従業員からのハラスメント、公益通報の連絡窓口

 3大ハラスメントである「セクハラ」「マタハラ」「パワハラ」は、世間での認知度が高まるにつれ、益々、トラブル件数が増えています。
 現在パワハラには法的根拠が無いのですが、これに法的根拠を設ける、という議論が進んでいます。
 従業員が多く、男性、女性いずれかの性別に偏った人員構成ではないとうこと、異なる雇用形態の人が同じ店舗で仕事をしていること、平均年齢が若いことなどから、スーパーマーケットでは、全てのハラスメントが発生する可能性があります。また、LGBTへの対応もそろそろ本格的に取り組む必要があります。

 ハラスメントによるトラブルがもつれて訴訟に発展するなど、外部に事態が広がるのは極力、避けたいところです。
当所でも、ハラスメント全般について外部相談窓口の対応(男性、女性それぞれの社会保険労務士有資格者が対応)をしていますが、弁護士・社会保険労務士など外部の専門家に依頼することも選択肢の一つです。

 なお、相談窓口は「相談案件が無かったから機能していない」という判断ではありません。相談窓口がある、という事でハラスメント発生に対する抑止力となり、また「何かあったら相談していいんだ」という安心感を持ってもらえるので、たとえ、相談が無くても開設しているだけで意味があります。

3ヶ月単位のフレックス勤務制導入などによる時間外労働の削減

 こちらも働き方改革の一つとして、2019年4月から運用が可能となります。1ヶ月単位に比べて自由度が高くなります。
 特に、小学生以下の子どもがいる社員は、夏休みの7月、8月を含めた3ヶ月でフレックスタイムを設定したり、業務の繁閑期をうまく含めて設定すると、従業員にとっては時間外労働の削減および自由なプライベート時間の増加が可能になります。(同時に会社にとっても時間外労働手当の削減につながります。)

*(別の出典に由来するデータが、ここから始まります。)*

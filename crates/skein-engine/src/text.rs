//! Small helpers shared across executors: dot-path lookup, text extraction
//! from output envelopes, and character-budget truncation.

use serde_json::Value;

/// Look up a value by dot path, e.g. `"artifact.payload.score"`. Numeric
/// segments index into arrays.
pub fn get_by_path<'a>(value: &'a Value, path: &str) -> Option<&'a Value> {
    let mut current = value;
    for segment in path.split('.').filter(|s| !s.is_empty()) {
        current = match current {
            Value::Object(map) => map.get(segment)?,
            Value::Array(items) => items.get(segment.parse::<usize>().ok()?)?,
            _ => return None,
        };
    }
    Some(current)
}

/// Render a value as display text. Strings pass through unquoted, everything
/// else is pretty-printed JSON.
pub fn stringify(value: &Value) -> String {
    match value {
        Value::String(s) => s.clone(),
        other => serde_json::to_string_pretty(other).unwrap_or_else(|_| other.to_string()),
    }
}

/// Pull human-readable text out of a node output. Output envelopes carry a
/// `text` field next to the structured artifact; plain strings and other
/// values fall back to [`stringify`].
pub fn extract_text(value: &Value) -> String {
    if let Some(text) = value.get("text").and_then(Value::as_str) {
        return text.to_string();
    }
    stringify(value)
}

/// Truncate to a character budget. Returns the (possibly shortened) text and
/// whether truncation happened.
pub fn truncate_chars(text: &str, max_chars: usize) -> (String, bool) {
    if text.chars().count() <= max_chars {
        return (text.to_string(), false);
    }
    let cut: String = text.chars().take(max_chars).collect();
    (cut, true)
}

#[cfg(test)]
mod tests {
    use super::*;
    use serde_json::json;

    #[test]
    fn path_walks_objects_and_arrays() {
        let value = json!({ "a": { "b": [ { "c": 42 } ] } });
        assert_eq!(get_by_path(&value, "a.b.0.c"), Some(&json!(42)));
        assert_eq!(get_by_path(&value, "a.b.1.c"), None);
        assert_eq!(get_by_path(&value, "a.missing"), None);
    }

    #[test]
    fn path_root_is_identity() {
        let value = json!("leaf");
        assert_eq!(get_by_path(&value, ""), Some(&json!("leaf")));
    }

    #[test]
    fn stringify_passes_strings_through() {
        assert_eq!(stringify(&json!("hello")), "hello");
        assert!(stringify(&json!({ "k": 1 })).contains("\"k\""));
    }

    #[test]
    fn extract_text_prefers_text_field() {
        let value = json!({ "text": "summary", "artifact": { "x": 1 } });
        assert_eq!(extract_text(&value), "summary");
        assert_eq!(extract_text(&json!("plain")), "plain");
    }

    #[test]
    fn truncate_respects_char_budget() {
        let (text, truncated) = truncate_chars("abcdef", 4);
        assert_eq!(text, "abcd");
        assert!(truncated);
        let (text, truncated) = truncate_chars("abc", 4);
        assert_eq!(text, "abc");
        assert!(!truncated);
    }
}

 また、仕事が少ない時間帯、時期、曜日には労働時間を短く設定することができるので、仕事全体の生産性が高まる、という効果も期待されます。

勤務間インターバル制度導入による従業員の健康への配慮

 これも働き方改革の一つです。2019年4月から努力義務となりますが、今でも導入することはできます。(導入しているスーパーマーケットもあります。)

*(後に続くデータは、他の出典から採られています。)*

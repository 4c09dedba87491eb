//! Transform node execution: pure, synchronous reshaping of an input value.
//!
//! Three modes: `pick` extracts a value by dot path, `merge` overlays a
//! configured JSON object, `template` substitutes the input into a text
//! template. Failures are returned as messages and become the node's `failed`
//! terminal state; they never abort the run.

use serde_json::{json, Value};

use crate::graph::{TransformConfig, TransformMode};
use crate::text::{get_by_path, stringify};

/// Apply a transform node's config to its input.
pub fn run_transform(config: &TransformConfig, input: &Value) -> Result<Value, String> {
    match config.mode {
        TransformMode::Pick => run_pick(config, input),
        TransformMode::Merge => run_merge(config, input),
        TransformMode::Template => run_template(config, input),
    }
}

fn run_pick(config: &TransformConfig, input: &Value) -> Result<Value, String> {
    let path = config
        .pick_path
        .as_deref()
        .filter(|p| !p.is_empty())
        .ok_or_else(|| "pick transform has no pick_path configured".to_string())?;
    // An absent path is a failure, not a silent null.
    get_by_path(input, path)
        .cloned()
        .ok_or_else(|| format!("pick path '{path}' not found in input"))
}

fn run_merge(config: &TransformConfig, input: &Value) -> Result<Value, String> {
    let raw = config
        .merge_json
        .as_deref()
        .ok_or_else(|| "merge transform has no merge_json configured".to_string())?;
    let overlay: Value = serde_json::from_str(raw)
        .map_err(|err| format!("merge_json is not valid JSON: {err}"))?;

    match (input, &overlay) {
        (Value::Object(base), Value::Object(extra)) => {
            let mut merged = base.clone();
            for (key, value) in extra {
                merged.insert(key.clone(), value.clone());
            }
            Ok(Value::Object(merged))
        }
        _ => Ok(json!({ "input": input, "merge": overlay })),
    }
}

fn run_template(config: &TransformConfig, input: &Value) -> Result<Value, String> {
    let template = config
        .template
        .as_deref()
        .ok_or_else(|| "template transform has no template configured".to_string())?;
    let rendered = template.replace("{{input}}", &stringify(input));
    Ok(json!({ "text": rendered }))
}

 推奨されるインターバル時間は11時間ですが、睡眠時間を6時間確保することを前提としています。従って、ダイレクトに「睡眠時間を6時間とする。」とか
「在宅時間を9時間とする。」などの労使協定を結ぶケースもあります。

 また、通勤時間の長短を加味するとより望ましいです。実務上の要請というよりも、新卒採用の際のPRポイントの一つとして導入することも考えられます。

労災予防のためのリスクアセスメント

 スーパーマーケットは意外と労災が多い業界です。建設業・製造業・運輸業のように大きな労災事故は発生しませんが、比較的、小さな労災事故が多く発生します。

 厚生労働省が策定した、2018年4月から5年間の期間が対象となる第13次労働災害防止計画でも小売業などの第三次産業では転倒をはじめとした労災事故が多く発生することが指摘されています。

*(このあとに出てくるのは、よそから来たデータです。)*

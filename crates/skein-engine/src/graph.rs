//! Graph data model and the per-run dependency index.
//!
//! A workflow is a directed acyclic graph of heterogeneous nodes. The
//! [`DependencyIndex`] is computed once when a run starts and is read-only for
//! the rest of the run: adjacency, reverse adjacency, indegree counts, and the
//! set of final turn nodes (turn nodes with no outgoing edges).

use std::collections::{HashMap, HashSet, VecDeque};

use serde::{Deserialize, Serialize};
use skein_types::{NodeType, QualityProfile};

/// Default quality threshold applied when a turn node does not set one.
pub const DEFAULT_QUALITY_THRESHOLD: u32 = 70;

/// Configuration of a turn node: one executor call per activation.
#[derive(Debug, Clone, Default, Serialize, Deserialize)]
pub struct TurnConfig {
    /// Executor label, e.g. `"codex"` or `"gemini"`.
    #[serde(default)]
    pub executor: String,
    #[serde(default, skip_serializing_if = "Option::is_none")]
    pub model: Option<String>,
    #[serde(default)]
    pub prompt: String,
    #[serde(default)]
    pub role_label: String,
    #[serde(default, skip_serializing_if = "Option::is_none")]
    pub quality_threshold: Option<u32>,
    #[serde(default, skip_serializing_if = "Option::is_none")]
    pub quality_profile: Option<QualityProfile>,
    /// JSON schema the output must satisfy, as a JSON string.
    #[serde(default, skip_serializing_if = "Option::is_none")]
    pub output_schema_json: Option<String>,
    #[serde(default, skip_serializing_if = "Option::is_none")]
    pub artifact_type: Option<String>,
}

/// What a transform node does with its input.
#[derive(Debug, Clone, Copy, PartialEq, Eq, Serialize, Deserialize)]
#[serde(rename_all = "snake_case")]
pub enum TransformMode {
    Pick,
    Merge,
    Template,
}

#[derive(Debug, Clone, Serialize, Deserialize)]
pub struct TransformConfig {
    pub mode: TransformMode,
    #[serde(default, skip_serializing_if = "Option::is_none")]
    pub pick_path: Option<String>,
    /// JSON object merged over the input, as a JSON string.
    #[serde(default, skip_serializing_if = "Option::is_none")]
    pub merge_json: Option<String>,
    #[serde(default, skip_serializing_if = "Option::is_none")]
    pub template: Option<String>,
}

#[derive(Debug, Clone, Default, Serialize, Deserialize)]
pub struct GateConfig {
    /// Dot path to the decision field. Defaults to `"DECISION"`.
    #[serde(default, skip_serializing_if = "Option::is_none")]
    pub decision_path: Option<String>,
    #[serde(default, skip_serializing_if = "Option::is_none")]
    pub pass_node_id: Option<String>,
    #[serde(default, skip_serializing_if = "Option::is_none")]
    pub reject_node_id: Option<String>,
    /// JSON schema the gate input must satisfy before a decision is read.
    #[serde(default, skip_serializing_if = "Option::is_none")]
    pub schema_json: Option<String>,
}

/// Per-type node configuration.
#[derive(Debug, Clone, Serialize, Deserialize)]
#[serde(tag = "type", rename_all = "snake_case")]
pub enum NodeConfig {
    Turn(TurnConfig),
    Transform(TransformConfig),
    Gate(GateConfig),
}

#[derive(Debug, Clone, Serialize, Deserialize)]
pub struct Node {
    pub id: String,
    /// Display name for feed posts. Falls back to the id when empty.
    #[serde(default)]
    pub name: String,
    #[serde(flatten)]
    pub config: NodeConfig,
}

impl Node {
    pub fn node_type(&self) -> NodeType {
        match self.config {
            NodeConfig::Turn(_) => NodeType::Turn,
            NodeConfig::Transform(_) => NodeType::Transform,
            NodeConfig::Gate(_) => NodeType::Gate,
        }
    }

    pub fn display_name(&self) -> &str {
        if self.name.is_empty() {
            &self.id
        } else {
            &self.name
        }
    }

    pub fn role_label(&self) -> &str {
        match &self.config {
            NodeConfig::Turn(turn) if !turn.role_label.is_empty() => &turn.role_label,
            NodeConfig::Turn(_) => "agent",
            NodeConfig::Transform(_) => "transform",
            NodeConfig::Gate(_) => "gate",
        }
    }
}

#[derive(Debug, Clone, PartialEq, Eq, Serialize, Deserialize)]
pub struct EdgeEndpoint {
    pub node_id: String,
    #[serde(default, skip_serializing_if = "Option::is_none")]
    pub port: Option<String>,
}

#[derive(Debug, Clone, Serialize, Deserialize)]
pub struct Edge {
    pub from: EdgeEndpoint,
    pub to: EdgeEndpoint,
}

impl Edge {
    pub fn between(from: impl Into<String>, to: impl Into<String>) -> Self {
        Edge {
            from: EdgeEndpoint {
                node_id: from.into(),
                port: None,
            },
            to: EdgeEndpoint {
                node_id: to.into(),
                port: None,
            },
        }
    }
}

/// A workflow graph as authored: nodes plus directed edges.
#[derive(Debug, Clone, Default, Serialize, Deserialize)]
pub struct GraphData {
    pub nodes: Vec<Node>,
    pub edges: Vec<Edge>,
}

// ---------------------------------------------------------------------------
// Dependency index
// ---------------------------------------------------------------------------

/// Read-only execution index over one graph, computed at run start.
#[derive(Debug, Clone)]
pub struct DependencyIndex {
    nodes: HashMap<String, Node>,
    order: Vec<String>,
    adjacency: HashMap<String, Vec<String>>,
    incoming: HashMap<String, Vec<String>>,
    indegree: HashMap<String, usize>,
    final_turn_nodes: HashSet<String>,
}

impl DependencyIndex {
    /// Build the index. Edges referencing unknown node ids are dropped with a
    /// warning rather than failing the run.
    pub fn build(graph: &GraphData) -> Self {
        let mut nodes = HashMap::new();
        let mut order = Vec::new();
        let mut adjacency: HashMap<String, Vec<String>> = HashMap::new();
        let mut incoming: HashMap<String, Vec<String>> = HashMap::new();
        let mut indegree: HashMap<String, usize> = HashMap::new();

        for node in &graph.nodes {
            if nodes.insert(node.id.clone(), node.clone()).is_none() {
                order.push(node.id.clone());
            }
            adjacency.entry(node.id.clone()).or_default();
            incoming.entry(node.id.clone()).or_default();
            indegree.entry(node.id.clone()).or_insert(0);
        }

        for edge in &graph.edges {
            let from = &edge.from.node_id;
            let to = &edge.to.node_id;
            if !nodes.contains_key(from) || !nodes.contains_key(to) {
                tracing::warn!(from = %from, to = %to, "dropping edge with unknown endpoint");
                continue;
            }
            adjacency.entry(from.clone()).or_default().push(to.clone());
            incoming.entry(to.clone()).or_default().push(from.clone());
            *indegree.entry(to.clone()).or_insert(0) += 1;
        }

        let final_turn_nodes = order
            .iter()
            .filter(|id| {
                adjacency.get(*id).map(Vec::is_empty).unwrap_or(true)
                    && nodes
                        .get(*id)
                        .map(|n| n.node_type() == NodeType::Turn)
                        .unwrap_or(false)
            })
            .cloned()
            .collect();

        DependencyIndex {
            nodes,
            order,
            adjacency,
            incoming,
            indegree,
            final_turn_nodes,
        }
    }

    pub fn node(&self, id: &str) -> Option<&Node> {
        self.nodes.get(id)
    }

    /// Node ids in authoring order.
    pub fn node_ids(&self) -> &[String] {
        &self.order
    }

    pub fn children(&self, id: &str) -> &[String] {
        self.adjacency.get(id).map(Vec::as_slice).unwrap_or(&[])
    }

    pub fn parents(&self, id: &str) -> &[String] {
        self.incoming.get(id).map(Vec::as_slice).unwrap_or(&[])
    }

    pub fn indegree(&self, id: &str) -> usize {
        self.indegree.get(id).copied().unwrap_or(0)
    }

    /// Entry nodes: zero incoming edges, in authoring order.
    pub fn roots(&self) -> Vec<String> {
        self.order
            .iter()
            .filter(|id| self.indegree(id) == 0)
            .cloned()
            .collect()
    }

    /// A final turn node is a turn node with no outgoing edges. Only these
    /// are graded by the quality gate and fed the synthesis packet.
    pub fn is_final_turn_node(&self, id: &str) -> bool {
        self.final_turn_nodes.contains(id)
    }

    /// All nodes reachable from `start`, including `start` itself.
    pub fn reachable_from(&self, start: &str) -> HashSet<String> {
        let mut seen = HashSet::new();
        let mut frontier = VecDeque::new();
        if self.nodes.contains_key(start) {
            seen.insert(start.to_string());
            frontier.push_back(start.to_string());
        }
        while let Some(id) = frontier.pop_front() {
            for child in self.children(&id) {
                if seen.insert(child.clone()) {
                    frontier.push_back(child.clone());
                }
            }
        }
        seen
    }
}

#[cfg(test)]
mod tests {
    use super::*;

    fn turn(id: &str) -> Node {
        Node {
            id: id.into(),
            name: String::new(),
            config: NodeConfig::Turn(TurnConfig::default()),
        }
    }

    fn diamond() -> GraphData {
        GraphData {
            nodes: vec![turn("root"), turn("left"), turn("right"), turn("sink")],
            edges: vec![
                Edge::between("root", "left"),
                Edge::between("root", "right"),
                Edge::between("left", "sink"),
                Edge::between("right", "sink"),
            ],
        }
    }

    #[test]
    fn index_computes_degrees() {
        let index = DependencyIndex::build(&diamond());
        assert_eq!(index.indegree("root"), 0);
        assert_eq!(index.indegree("left"), 1);
        assert_eq!(index.indegree("sink"), 2);
        assert_eq!(index.children("root"), &["left", "right"]);
        assert_eq!(index.parents("sink"), &["left", "right"]);
    }

    #[test]
    fn roots_are_zero_indegree_in_order() {
        let mut graph = diamond();
        graph.nodes.push(turn("isolated"));
        let index = DependencyIndex::build(&graph);
        assert_eq!(index.roots(), vec!["root".to_string(), "isolated".to_string()]);
    }

    #[test]
    fn final_turn_node_requires_turn_type_and_no_children() {
        let graph = GraphData {
            nodes: vec![
                turn("a"),
                Node {
                    id: "t".into(),
                    name: String::new(),
                    config: NodeConfig::Transform(TransformConfig {
                        mode: TransformMode::Template,
                        pick_path: None,
                        merge_json: None,
                        template: None,
                    }),
                },
            ],
            edges: vec![],
        };
        let index = DependencyIndex::build(&graph);
        assert!(index.is_final_turn_node("a"));
        assert!(!index.is_final_turn_node("t"));
    }

    #[test]
    fn dangling_edges_are_dropped() {
        let graph = GraphData {
            nodes: vec![turn("a")],
            edges: vec![Edge::between("a", "ghost"), Edge::between("ghost", "a")],
        };
        let index = DependencyIndex::build(&graph);
        assert!(index.children("a").is_empty());
        assert_eq!(index.indegree("a"), 0);
    }

    #[test]
    fn reachable_from_walks_descendants() {
        let index = DependencyIndex::build(&diamond());
        let reach = index.reachable_from("left");
        assert!(reach.contains("left"));
        assert!(reach.contains("sink"));
        assert!(!reach.contains("right"));
        assert!(!reach.contains("root"));
    }

    #[test]
    fn node_config_json_shape() {
        let node = Node {
            id: "gate1".into(),
            name: "Gate".into(),
            config: NodeConfig::Gate(GateConfig {
                decision_path: Some("verdict".into()),
                pass_node_id: None,
                reject_node_id: None,
                schema_json: None,
            }),
        };
        let json = serde_json::to_value(&node).unwrap();
        assert_eq!(json["type"], "gate");
        assert_eq!(json["decision_path"], "verdict");
        let back: Node = serde_json::from_value(json).unwrap();
        assert_eq!(back.node_type(), skein_types::NodeType::Gate);
    }
}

 床が濡れていることによる転倒や、鮮魚・精肉部門での包丁による指のカット、惣菜部門での油ハネによる火傷などが主な労災事故です。

 今後は65歳までの雇用確保が会社に義務付けられており、定年後の嘱託社員等の高年齢者が店舗でも増えていくと思われます。中高年齢者は若年者に比べて、労災事故の発生率も高く、休業期間が長引く傾向もあります。

 店舗スタッフに安心して働いてもらうためにも、労災事故0件を目指すことは重要です。
エネルギーが必要ではありますが、リスクアセスメントを行うことが望ましいです。1店舗で実施をすれば
水平展開で全店舗に広げることも可能です。